--- START ---

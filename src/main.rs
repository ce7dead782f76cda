//! SVG Repo Downloader - CLI entry point.

use std::io;
use std::path::PathBuf;
use std::process::ExitCode;

use clap::Parser;
use tracing_subscriber::{fmt, EnvFilter};

use svgrepo_downloader::{
    api::SvgRepoClient,
    catalog::SourceUrl,
    cli::{Args, Command},
    config::{
        collection_slug, sanitize_directory_input, validate_config, validate_source_url, Config,
    },
    download::{list_collections, PaginationDriver, RunOutcome},
    error::{exit_codes, Error, Result},
    output::{
        print_banner, print_error, print_info, print_run_summary, print_success, print_warning,
        Confirm, Confirmation, FixedConfirm, TerminalConfirm, TerminalProgress,
    },
};

#[tokio::main]
async fn main() -> ExitCode {
    match run().await {
        Ok(()) => ExitCode::from(exit_codes::SUCCESS as u8),
        Err(e) => {
            print_error(&format!("{}", e));
            match e {
                Error::Config(_)
                | Error::ConfigValidation { .. }
                | Error::InvalidSource(_)
                | Error::TomlParse(_)
                | Error::UrlParse(_) => ExitCode::from(exit_codes::CONFIG_ERROR as u8),
                Error::Fetch { .. } | Error::Http(_) => {
                    ExitCode::from(exit_codes::NETWORK_ERROR as u8)
                }
                Error::PageCount { .. } | Error::Selector { .. } => {
                    ExitCode::from(exit_codes::PARSE_ERROR as u8)
                }
                _ => ExitCode::from(exit_codes::UNEXPECTED_ERROR as u8),
            }
        }
    }
}

async fn run() -> Result<()> {
    // Parse CLI arguments
    let args = Args::parse();

    // Set up logging; stdout is kept for listings
    let log_level = if args.debug { "debug" } else { "info" };
    let filter = EnvFilter::try_from_default_env().unwrap_or_else(|_| EnvFilter::new(log_level));

    fmt()
        .with_env_filter(filter)
        .with_target(false)
        .with_writer(io::stderr)
        .init();

    // Load configuration
    let mut config = Config::load_or_default(args.config.as_deref())?;
    args.merge_into_config(&mut config);
    validate_config(&config)?;

    let client = SvgRepoClient::new(&config.http)?;
    let progress = TerminalProgress::new(config.options.show_progress);
    let driver = PaginationDriver::new(&client, &config.options, &progress);

    match args.command.clone() {
        Command::Download {
            url,
            directory,
            yes,
        } => {
            print_banner();
            download(&driver, &url, directory.as_deref(), yes).await
        }
        Command::List { url, label } => {
            validate_source_url(&url)?;
            let source = SourceUrl::parse(&url)?;
            let state = driver.list(&source, label.as_deref(), &mut io::stdout()).await?;
            print_info(&format!("{} icons listed", state.listed));
            Ok(())
        }
        Command::Collections { category, icons } => {
            collections(&client, &driver, &config, &category, icons).await
        }
    }
}

/// Confirm the destination, then download every icon of `url`.
async fn download(
    driver: &PaginationDriver<'_>,
    url: &str,
    directory: Option<&str>,
    yes: bool,
) -> Result<()> {
    validate_source_url(url)?;
    let source = SourceUrl::parse(url)?;

    let slug = collection_slug(url)
        .ok_or_else(|| Error::InvalidSource(format!("No collection name in '{}'", url)))?;
    let output_dir = match sanitize_directory_input(directory.unwrap_or(""))? {
        Some(dir) => dir,
        None => PathBuf::from(&slug),
    };

    let confirm: Box<dyn Confirm> = if yes {
        Box::new(FixedConfirm(Confirmation::Yes))
    } else {
        Box::new(TerminalConfirm::new())
    };

    let message = format!(
        "The {} '{}' will be downloaded to '{}'. Is it correct?",
        source.mode(),
        slug,
        output_dir.display()
    );
    if confirm.confirm(&message) != Confirmation::Yes {
        print_warning("Aborted!");
        return Ok(());
    }

    match driver.download(&source, &output_dir, confirm.as_ref()).await? {
        RunOutcome::Completed(state) => {
            print_run_summary(&state);
            print_success("Done!");
        }
        RunOutcome::Aborted => print_warning("Aborted!"),
    }

    Ok(())
}

/// List the collections of a category, optionally with their icons.
async fn collections(
    client: &SvgRepoClient,
    driver: &PaginationDriver<'_>,
    config: &Config,
    category: &str,
    icons: bool,
) -> Result<()> {
    let base_url = &config.options.base_url;

    if !icons {
        let found = list_collections(client, base_url, category, &mut io::stdout()).await?;
        print_info(&format!("{} collections listed", found.len()));
        return Ok(());
    }

    let found = list_collections(client, base_url, category, &mut io::sink()).await?;
    for collection in &found {
        let source = SourceUrl::parse(collection)?;
        let label = collection_slug(collection).unwrap_or_default();
        if let Err(e) = driver.list(&source, Some(&label), &mut io::stdout()).await {
            print_warning(&format!("Failed to list {}: {}", collection, e));
        }
    }

    Ok(())
}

--- END ---

PROMPT: Everything in the material above is to be copied exactly.

REPLY:
filename src/main.rs
repository ce7dead782f76cda
//! SVG Repo Downloader - CLI entry point.

use std::io;
use std::path::PathBuf;
use std::process::ExitCode;

use clap::Parser;
use tracing_subscriber::{fmt, EnvFilter};

use svgrepo_downloader::{
    api::SvgRepoClient,
    catalog::SourceUrl,
    cli::{Args, Command},
    config::{
        collection_slug, sanitize_directory_input, validate_config, validate_source_url, Config,
    },
    download::{list_collections, PaginationDriver, RunOutcome},
    error::{exit_codes, Error, Result},
    output::{
        print_banner, print_error, print_info, print_run_summary, print_success, print_warning,
        Confirm, Confirmation, FixedConfirm, TerminalConfirm, TerminalProgress,
    },
};

#[tokio::main]
async fn main() -> ExitCode {
    match run().await {
        Ok(()) => ExitCode::from(exit_codes::SUCCESS as u8),
        Err(e) => {
            print_error(&format!("{}", e));
            match e {
                Error::Config(_)
                | Error::ConfigValidation { .. }
                | Error::InvalidSource(_)
                | Error::TomlParse(_)
                | Error::UrlParse(_) => ExitCode::from(exit_codes::CONFIG_ERROR as u8),
                Error::Fetch { .. } | Error::Http(_) => {
                    ExitCode::from(exit_codes::NETWORK_ERROR as u8)
                }
                Error::PageCount { .. } | Error::Selector { .. } => {
                    ExitCode::from(exit_codes::PARSE_ERROR as u8)
                }
                _ => ExitCode::from(exit_codes::UNEXPECTED_ERROR as u8),
            }
        }
    }
}

async fn run() -> Result<()> {
    // Parse CLI arguments
    let args = Args::parse();

    // Set up logging; stdout is kept for listings
    let log_level = if args.debug { "debug" } else { "info" };
    let filter = EnvFilter::try_from_default_env().unwrap_or_else(|_| EnvFilter::new(log_level));

    fmt()
        .with_env_filter(filter)
        .with_target(false)
        .with_writer(io::stderr)
        .init();

    // Load configuration
    let mut config = Config::load_or_default(args.config.as_deref())?;
    args.merge_into_config(&mut config);
    validate_config(&config)?;

    let client = SvgRepoClient::new(&config.http)?;
    let progress = TerminalProgress::new(config.options.show_progress);
    let driver = PaginationDriver::new(&client, &config.options, &progress);

    match args.command.clone() {
        Command::Download {
            url,
            directory,
            yes,
        } => {
            print_banner();
            download(&driver, &url, directory.as_deref(), yes).await
        }
        Command::List { url, label } => {
            validate_source_url(&url)?;
            let source = SourceUrl::parse(&url)?;
            let state = driver.list(&source, label.as_deref(), &mut io::stdout()).await?;
            print_info(&format!("{} icons listed", state.listed));
            Ok(())
        }
        Command::Collections { category, icons } => {
            collections(&client, &driver, &config, &category, icons).await
        }
    }
}

/// Confirm the destination, then download every icon of `url`.
async fn download(
    driver: &PaginationDriver<'_>,
    url: &str,
    directory: Option<&str>,
    yes: bool,
) -> Result<()> {
    validate_source_url(url)?;
    let source = SourceUrl::parse(url)?;

    let slug = collection_slug(url)
        .ok_or_else(|| Error::InvalidSource(format!("No collection name in '{}'", url)))?;
    let output_dir = match sanitize_directory_input(directory.unwrap_or(""))? {
        Some(dir) => dir,
        None => PathBuf::from(&slug),
    };

    let confirm: Box<dyn Confirm> = if yes {
        Box::new(FixedConfirm(Confirmation::Yes))
    } else {
        Box::new(TerminalConfirm::new())
    };

    let message = format!(
        "The {} '{}' will be downloaded to '{}'. Is it correct?",
        source.mode(),
        slug,
        output_dir.display()
    );
    if confirm.confirm(&message) != Confirmation::Yes {
        print_warning("Aborted!");
        return Ok(());
    }

    match driver.download(&source, &output_dir, confirm.as_ref()).await? {
        RunOutcome::Completed(state) => {
            print_run_summary(&state);
            print_success("Done!");
        }
        RunOutcome::Aborted => print_warning("Aborted!"),
    }

    Ok(())
}

/// List the collections of a category, optionally with their icons.
async fn collections(
    client: &SvgRepoClient,
    driver: &PaginationDriver<'_>,
    config: &Config,
    category: &str,
    icons: bool,
) -> Result<()> {
    let base_url = &config.options.base_url;

    if !icons {
        let found = list_collections(client, base_url, category, &mut io::stdout()).await?;
        print_info(&format!("{} collections listed", found.len()));
        return Ok(());
    }

    let found = list_collections(client, base_url, category, &mut io::sink()).await?;
    for collection in &found {
        let source = SourceUrl::parse(collection)?;
        let label = collection_slug(collection).unwrap_or_default();
        if let Err(e) = driver.list(&source, Some(&label), &mut io::stdout()).await {
            print_warning(&format!("Failed to list {}: {}", collection, e));
        }
    }

    Ok(())
}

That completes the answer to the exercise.